In advance of the Autumn Budget, the Association of Taxation Technicians (ATT) is calling upon the Chancellor to extend the availability of the temporary increase in the Annual Investment Allowance (AIA) beyond its scheduled end date of 31 December 2020 in order to help recovering businesses.
The AIA allows businesses to offset fully the cost of qualifying capital items of plant and machinery against taxable profits. The AIA limit is set at annual expenditure of £200,000 but that limit was increased temporarily to £1,000,000 for the two calendar years 2019 and 2020 ‘in order to stimulate business investment in the economy by providing an increased incentive for businesses to invest in plant or machinery’.1
Jeremy Coker, President of the ATT, said:
“COVID-19 means that 2020 has been a year like no other and for businesses the uncertainties mean that few have been in a position to make use of the increased AIA in the way that they might otherwise have done. Threats to their very existence from temporary closures, loss of sales, shortage of supplies and pressure on finances means that businesses of all sizes have deferred purchases of plant or machinery unless absolutely essential. We very much hope that the Chancellor is planning to announce an extension of the temporary £1,000,000 limit until 31 December 2021 at the earliest.”

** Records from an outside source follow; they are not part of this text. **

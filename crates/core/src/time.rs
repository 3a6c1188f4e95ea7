use std::sync::Arc;
use std::sync::atomic::{AtomicI64, Ordering};

use chrono::{DateTime, Duration, Utc};

/// A clock abstraction so quiz timing stays deterministic in services and tests.
#[derive(Debug, Clone, Default)]
pub enum Clock {
    #[default]
    System,
    Fixed(DateTime<Utc>),
    /// Shared, manually advanced time. Clones observe the same instant.
    Manual(Arc<AtomicI64>),
}

impl Clock {
    /// Returns a clock that uses the current system time.
    #[must_use]
    pub fn system() -> Self {
        Self::System
    }

    /// Returns a clock frozen at the given timestamp.
    #[must_use]
    pub fn fixed(at: DateTime<Utc>) -> Self {
        Self::Fixed(at)
    }

    /// Returns a manual clock starting at `at`.
    ///
    /// Every clone shares the same underlying instant, so a test can keep one
    /// handle and advance time while an engine holds another.
    #[must_use]
    pub fn manual(at: DateTime<Utc>) -> Self {
        Self::Manual(Arc::new(AtomicI64::new(at.timestamp_millis())))
    }

    /// Returns the current time according to the clock.
    #[must_use]
    pub fn now(&self) -> DateTime<Utc> {
        match self {
            Clock::System => Utc::now(),
            Clock::Fixed(t) => *t,
            Clock::Manual(millis) => {
                DateTime::from_timestamp_millis(millis.load(Ordering::SeqCst)).unwrap_or_default()
            }
        }
    }

    /// Advance a fixed or manual clock by the given duration.
    ///
    /// Has no effect on `Clock::System`.
    pub fn advance(&mut self, delta: Duration) {
        match self {
            Clock::System => {}
            Clock::Fixed(t) => *t += delta,
            Clock::Manual(millis) => {
                millis.fetch_add(delta.num_milliseconds(), Ordering::SeqCst);
            }
        }
    }
}

/// Whole seconds elapsed between `since` and `now`, floored and clamped at zero.
#[must_use]
pub fn elapsed_secs(since: DateTime<Utc>, now: DateTime<Utc>) -> u64 {
    u64::try_from(now.signed_duration_since(since).num_seconds()).unwrap_or(0)
}

/// Deterministic timestamp for tests and examples (2023-11-14T22:13:20Z).
pub const FIXED_TEST_TIMESTAMP: i64 = 1_700_000_000;

/// Returns a deterministic `DateTime<Utc>` for tests and doc examples.
#[must_use]
pub fn fixed_now() -> DateTime<Utc> {
    DateTime::<Utc>::from_timestamp(FIXED_TEST_TIMESTAMP, 0).unwrap_or_default()
}

/// Returns a manual clock starting at the deterministic test timestamp.
#[must_use]
pub fn manual_clock() -> Clock {
    Clock::manual(fixed_now())
}

#[cfg(test)]
mod tests {
    use super::*;

    #[test]
    fn manual_clock_clones_share_time() {
        let mut driver = manual_clock();
        let observer = driver.clone();

        driver.advance(Duration::seconds(42));

        assert_eq!(observer.now(), fixed_now() + Duration::seconds(42));
    }

    #[test]
    fn fixed_clock_advances_only_itself() {
        let mut clock = Clock::fixed(fixed_now());
        let copy = clock.clone();
        clock.advance(Duration::minutes(1));

        assert_eq!(copy.now(), fixed_now());
        assert_eq!(clock.now(), fixed_now() + Duration::minutes(1));
    }

    #[test]
    fn elapsed_secs_floors_and_clamps() {
        let start = fixed_now();
        assert_eq!(elapsed_secs(start, start + Duration::milliseconds(2_900)), 2);
        assert_eq!(elapsed_secs(start, start - Duration::seconds(5)), 0);
    }
}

For any business whose financial year ends on 31 December 2020, the return to the £200,000 limit would mean that it could benefit from AIA on total expenditure of up to £1,000,000 incurred at any time in the year to 31 December 2020 but then only £200,000 in the whole of 2021. For any business with a financial year end other than 31 December, the scheduled ending of the temporary increase on 31 December 2020 could have an even more odd effect.

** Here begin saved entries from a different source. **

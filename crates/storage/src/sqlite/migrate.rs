use chrono::Utc;
use sqlx::SqlitePool;

use super::SqliteInitError;

/// Applies pending schema versions, each inside its own transaction.
pub async fn run_migrations(pool: &SqlitePool) -> Result<(), SqliteInitError> {
    async fn is_applied(pool: &SqlitePool, version: i64) -> Result<bool, sqlx::Error> {
        let row = sqlx::query("SELECT 1 FROM schema_migrations WHERE version = ?1")
            .bind(version)
            .fetch_optional(pool)
            .await?;
        Ok(row.is_some())
    }

    sqlx::query(
        r"
            CREATE TABLE IF NOT EXISTS schema_migrations (
                version INTEGER PRIMARY KEY,
                applied_at TEXT NOT NULL
            );
            ",
    )
    .execute(pool)
    .await?;

    // Version 1: key-value entries.
    if !is_applied(pool, 1).await? {
        let mut tx = pool.begin().await?;

        sqlx::query(
            r"
                CREATE TABLE IF NOT EXISTS kv_entries (
                    key TEXT PRIMARY KEY NOT NULL,
                    value TEXT NOT NULL,
                    updated_at TEXT NOT NULL
                );
            ",
        )
        .execute(&mut *tx)
        .await?;

        sqlx::query("INSERT INTO schema_migrations (version, applied_at) VALUES (?1, ?2)")
            .bind(1_i64)
            .bind(Utc::now())
            .execute(&mut *tx)
            .await?;

        tx.commit().await?;
        log::info!("applied storage migration v1");
    }

    Ok(())
}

Take a business with the common year end of 31 March. The complex way the arithmetic works where there is a change in the AIA limit means, that the business could benefit from an effective £800,000 limit if it incurred qualifying expenditure at any time in the nine-month period to 31 December 2020. But the AIA limit for its total expenditure in the three-month period between 1 January 2021 and 31 March 2021 would plummet to £50,000. That would apply even if the business had made no use of the £800,000 limit in the previous nine months.2
Jeremy Coker said:
“It would not be very helpful if the incentive to invest in plant and machinery evaporated on the stroke of midnight on 31 December 2020 just when businesses were hopefully beginning to see signs of recovery in 2021 which would provide the necessary confidence to make such investment.

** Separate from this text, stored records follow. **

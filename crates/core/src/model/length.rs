use serde::{Deserialize, Serialize};
use std::fmt;
use std::str::FromStr;
use thiserror::Error;

/// Smallest limited quiz a user may pick.
pub const MIN_QUIZ_LENGTH: u16 = 5;
/// Largest limited quiz a user may pick.
pub const MAX_QUIZ_LENGTH: u16 = 100;
/// Length used when no preference has been stored.
pub const DEFAULT_QUIZ_LENGTH: u16 = 20;

#[derive(Debug, Error, Clone, PartialEq, Eq)]
#[non_exhaustive]
pub enum QuizLengthError {
    #[error("quiz length must be between {MIN_QUIZ_LENGTH} and {MAX_QUIZ_LENGTH}, got {0}")]
    OutOfRange(u64),

    #[error("invalid quiz length: {0:?}")]
    Unparseable(String),
}

/// How many questions a quiz attempt should draw from the loaded pool.
#[derive(Debug, Clone, Copy, PartialEq, Eq, Serialize, Deserialize)]
#[serde(rename_all = "camelCase")]
pub enum QuizLength {
    All,
    Questions(u16),
}

impl QuizLength {
    /// Creates a limited length.
    ///
    /// # Errors
    ///
    /// Returns `QuizLengthError::OutOfRange` outside `5..=100`.
    pub fn questions(n: u16) -> Result<Self, QuizLengthError> {
        if !(MIN_QUIZ_LENGTH..=MAX_QUIZ_LENGTH).contains(&n) {
            return Err(QuizLengthError::OutOfRange(u64::from(n)));
        }
        Ok(Self::Questions(n))
    }

    /// The cap to pass to `start_quiz`, or `None` for the full pool.
    #[must_use]
    pub fn limit(self) -> Option<usize> {
        match self {
            QuizLength::All => None,
            QuizLength::Questions(n) => Some(usize::from(n)),
        }
    }

    /// Re-checks bounds on a value that came from storage.
    ///
    /// # Errors
    ///
    /// Returns `QuizLengthError::OutOfRange` if a persisted count is out of bounds.
    pub fn validated(self) -> Result<Self, QuizLengthError> {
        match self {
            QuizLength::All => Ok(self),
            QuizLength::Questions(n) => Self::questions(n),
        }
    }
}

impl Default for QuizLength {
    fn default() -> Self {
        Self::Questions(DEFAULT_QUIZ_LENGTH)
    }
}

impl FromStr for QuizLength {
    type Err = QuizLengthError;

    fn from_str(s: &str) -> Result<Self, Self::Err> {
        let trimmed = s.trim();
        if trimmed.eq_ignore_ascii_case("all") {
            return Ok(Self::All);
        }
        let n: u64 = trimmed
            .parse()
            .map_err(|_| QuizLengthError::Unparseable(trimmed.to_string()))?;
        let n = u16::try_from(n).map_err(|_| QuizLengthError::OutOfRange(n))?;
        Self::questions(n)
    }
}

impl fmt::Display for QuizLength {
    fn fmt(&self, f: &mut fmt::Formatter<'_>) -> fmt::Result {
        match self {
            QuizLength::All => f.write_str("all"),
            QuizLength::Questions(n) => write!(f, "{n}"),
        }
    }
}

#[cfg(test)]
mod tests {
    use super::*;

    #[test]
    fn parses_all_and_counts() {
        assert_eq!("all".parse::<QuizLength>().unwrap(), QuizLength::All);
        assert_eq!(" 50 ".parse::<QuizLength>().unwrap(), QuizLength::Questions(50));
        assert_eq!(
            "4".parse::<QuizLength>().unwrap_err(),
            QuizLengthError::OutOfRange(4)
        );
        assert_eq!(
            "70000".parse::<QuizLength>().unwrap_err(),
            QuizLengthError::OutOfRange(70_000)
        );
        assert!(matches!(
            "ten".parse::<QuizLength>(),
            Err(QuizLengthError::Unparseable(_))
        ));
    }

    #[test]
    fn default_is_twenty_questions() {
        assert_eq!(QuizLength::default().limit(), Some(20));
        assert_eq!(QuizLength::All.limit(), None);
    }
}
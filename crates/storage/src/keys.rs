//! Key names used in the key-value store.

use quiz_core::model::QuizName;

/// Prefix of per-quiz saved progress entries.
pub const QUIZ_PROGRESS: &str = "quizProgress";
/// Most recently finished quiz result.
pub const LAST_QUIZ: &str = "lastQuiz";
/// Lifetime totals across finished quizzes.
pub const SESSION_STATS: &str = "sessionStats";
/// Preferred number of questions per attempt.
pub const QUIZ_LENGTH: &str = "quizLength";
/// Library of quizzes imported from files.
pub const UPLOADED_QUIZZES: &str = "uploadedQuizzes";

/// Key of the saved progress for `name`.
#[must_use]
pub fn progress_key(name: &QuizName) -> String {
    format!("{QUIZ_PROGRESS}_{name}")
}

#[cfg(test)]
mod tests {
    use super::*;

    #[test]
    fn progress_key_uses_raw_name() {
        let name = QuizName::new("Renal Medicine").unwrap();
        assert_eq!(progress_key(&name), "quizProgress_Renal Medicine");
    }
}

“I know there are many reasons for the Chancellor to already be thinking of his next Budget but it would be helpful to businesses if he were to indicate in advance of Budget Day whether or not the temporary increase will continue beyond 31 December 2020.”
Notes for editors
- See HMRC Policy Paper Temporary increase in the Annual Investment Allowance of 29 October 2018.
- For a more detailed explanation of the workings of the AIA, see the ATT’s Written Evidence to the House of Commons Public Bill Committee of 21 November 2018.